* Work to complete: Return the lines of the data below in which the string "info" occurs.

* Data in this exercise:
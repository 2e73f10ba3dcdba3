use std::sync::Arc;

use actix_cors::Cors;
use actix_web::error::{JsonPayloadError, PathError};
use actix_web::middleware::from_fn;
use actix_web::{get, web, App, HttpRequest, HttpResponse, HttpServer, Responder, Result};
use serde::{Deserialize, Serialize};

use crate::auth::csrf::verify_antiforgery;
use crate::auth::session::load_session;
use crate::auth::AuthSettings;
use crate::cache::OutputCache;
use crate::config::{Config, Environment};
use crate::error::AppError;
use crate::graphql::TodoSchema;
use crate::repository::database::Database;
use crate::repository::memory::MemoryDatabase;
use crate::repository::Store;
use crate::service::{AccountService, TodoService};

mod api;
mod auth;
mod cache;
mod config;
mod error;
mod graphql;
mod models;
mod repository;
mod service;
mod telemetry;
#[cfg(test)]
mod test_support;

#[derive(Serialize, Deserialize)]
pub struct Response {
    pub message: String,
}

#[get("/health")]
async fn healthcheck() -> impl Responder {
    let response = Response {
        message: "Everything is working fine".to_string(),
    };
    HttpResponse::Ok().json(response)
}

async fn not_found() -> Result<HttpResponse> {
    let response = Response {
        message: "Resource not found".to_string(),
    };
    Ok(HttpResponse::NotFound().json(response))
}

fn json_error(err: JsonPayloadError, _req: &HttpRequest) -> actix_web::Error {
    AppError::Validation(err.to_string()).into()
}

fn path_error(err: PathError, _req: &HttpRequest) -> actix_web::Error {
    AppError::Validation(err.to_string()).into()
}

/// Everything the handlers share, built once and cloned into each worker.
#[derive(Clone)]
pub struct AppState {
    todos: TodoService,
    accounts: AccountService,
    auth: AuthSettings,
    schema: TodoSchema,
    environment: Environment,
}

impl AppState {
    pub fn new(store: Arc<dyn Store>, config: &Config) -> Self {
        let todos = TodoService::new(Arc::clone(&store), OutputCache::new(config.output_cache_ttl));
        Self {
            schema: graphql::build_schema(todos.clone(), config.environment),
            todos,
            accounts: AccountService::new(store),
            auth: AuthSettings::new(
                config.auth_secret.as_deref(),
                config.environment.is_production(),
            ),
            environment: config.environment,
        }
    }
}

pub fn configure(state: AppState) -> impl FnOnce(&mut web::ServiceConfig) {
    move |cfg| {
        let environment = state.environment;
        cfg.app_data(web::Data::new(state.todos))
            .app_data(web::Data::new(state.accounts))
            .app_data(web::Data::new(state.auth))
            .app_data(web::Data::new(state.schema))
            .app_data(web::JsonConfig::default().error_handler(json_error))
            .app_data(web::PathConfig::default().error_handler(path_error))
            .service(healthcheck)
            .service(
                web::scope("")
                    .configure(|cfg| api::openapi::config(cfg, environment))
                    .configure(api::api::config)
                    .configure(api::auth::config)
                    .configure(|cfg| graphql::config(cfg, environment))
                    .default_service(web::route().to(not_found))
                    .wrap(from_fn(verify_antiforgery))
                    .wrap(from_fn(load_session)),
            );
    }
}

fn cors(origin: &str) -> Cors {
    Cors::default()
        .allowed_origin(origin)
        .allow_any_header()
        .allow_any_method()
        .supports_credentials()
        .max_age(3600)
}

async fn open_store(config: &Config) -> anyhow::Result<Arc<dyn Store>> {
    match config.database_url.clone() {
        Some(url) => {
            let database = web::block(move || Database::connect(&url))
                .await
                .map_err(|err| anyhow::anyhow!("database connection task failed: {err}"))??;
            tracing::info!("connected to PostgreSQL");
            Ok(Arc::new(database))
        }
        None => {
            tracing::warn!("DATABASE_URL is not set, todos and users live in memory only");
            Ok(Arc::new(MemoryDatabase::new()))
        }
    }
}

#[actix_web::main]
async fn main() -> anyhow::Result<()> {
    let config = Config::from_env()?;
    telemetry::init(env!("CARGO_PKG_NAME"))?;

    let store = open_store(&config).await?;
    let state = AppState::new(store, &config);
    let cors_origin = config.cors_origin.clone();

    tracing::info!(
        host = %config.host,
        port = config.port,
        environment = ?config.environment,
        "starting server"
    );
    HttpServer::new(move || {
        App::new()
            .configure(configure(state.clone()))
            .wrap(cors(&cors_origin))
            .wrap(actix_web::middleware::Logger::default())
    })
    .bind((config.host.as_str(), config.port))?
    .run()
    .await?;
    Ok(())
}
use actix_web::http::header::ContentType;
use actix_web::{web, HttpResponse};
use utoipa::openapi::security::{ApiKey, ApiKeyValue, SecurityScheme};
use utoipa::openapi::Components;
use utoipa::{Modify, OpenApi};

use crate::auth::csrf::REQUEST_TOKEN_HEADER;
use crate::auth::session::AUTH_COOKIE;
use crate::config::Environment;
use crate::error::ErrorBody;
use crate::models::todo::{CreateTodo, Priority, TodoItem, UpdateTodo};
use crate::models::user::{LoginRequest, RegisterRequest, UserResponse};

pub const OPENAPI_PATH: &str = "/api-docs/openapi.json";
pub const SWAGGER_UI_PATH: &str = "/swagger";

const SWAGGER_UI: &str = r##"<!DOCTYPE html>
<html lang="en">
<head>
  <meta charset="utf-8" />
  <title>Todo API</title>
  <link rel="stylesheet" href="https://unpkg.com/swagger-ui-dist@5/swagger-ui.css" />
</head>
<body>
  <div id="swagger-ui"></div>
  <script src="https://unpkg.com/swagger-ui-dist@5/swagger-ui-bundle.js"></script>
  <script>
    window.onload = () => {
      window.ui = SwaggerUIBundle({ url: "{spec_url}", dom_id: "#swagger-ui", withCredentials: true });
    };
  </script>
</body>
</html>
"##;

/// REST surface of the service. GraphQL documents itself through introspection.
#[derive(OpenApi)]
#[openapi(
    info(title = "Todo API", description = "Multi-user todo lists over REST and GraphQL."),
    paths(
        crate::api::api::get_todos,
        crate::api::api::create_todo,
        crate::api::api::update_todo_by_id,
        crate::api::api::toggle_todo_by_id,
        crate::api::api::delete_todo_by_id,
        crate::api::auth::csrf,
        crate::api::auth::register,
        crate::api::auth::login,
        crate::api::auth::logout,
        crate::api::auth::me,
    ),
    components(schemas(
        TodoItem,
        Priority,
        CreateTodo,
        UpdateTodo,
        RegisterRequest,
        LoginRequest,
        UserResponse,
        ErrorBody,
    )),
    modifiers(&SessionSecurity),
    tags(
        (name = "todos", description = "The signed-in user's todos"),
        (name = "auth", description = "Registration, sign-in and antiforgery tokens"),
    )
)]
pub struct ApiDoc;

/// The session cookie, plus the header that must echo the antiforgery token on writes.
struct SessionSecurity;

impl Modify for SessionSecurity {
    fn modify(&self, openapi: &mut utoipa::openapi::OpenApi) {
        let components = openapi.components.get_or_insert_with(Components::new);
        components.add_security_scheme(
            "session",
            SecurityScheme::ApiKey(ApiKey::Cookie(ApiKeyValue::new(AUTH_COOKIE))),
        );
        components.add_security_scheme(
            "antiforgery",
            SecurityScheme::ApiKey(ApiKey::Header(ApiKeyValue::new(REQUEST_TOKEN_HEADER))),
        );
    }
}

pub async fn openapi_json() -> HttpResponse {
    HttpResponse::Ok().json(ApiDoc::openapi())
}

pub async fn swagger_ui() -> HttpResponse {
    HttpResponse::Ok()
        .content_type(ContentType::html())
        .body(SWAGGER_UI.replace("{spec_url}", OPENAPI_PATH))
}

/// Documentation routes exist in development only.
pub fn config(cfg: &mut web::ServiceConfig, environment: Environment) {
    if environment.is_production() {
        return;
    }
    cfg.route(OPENAPI_PATH, web::get().to(openapi_json))
        .route(SWAGGER_UI_PATH, web::get().to(swagger_ui));
}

* Task answer:
            tracing::info!("connected to PostgreSQL");
    tracing::info!(
    info(title = "Todo API", description = "Multi-user todo lists over REST and GraphQL."),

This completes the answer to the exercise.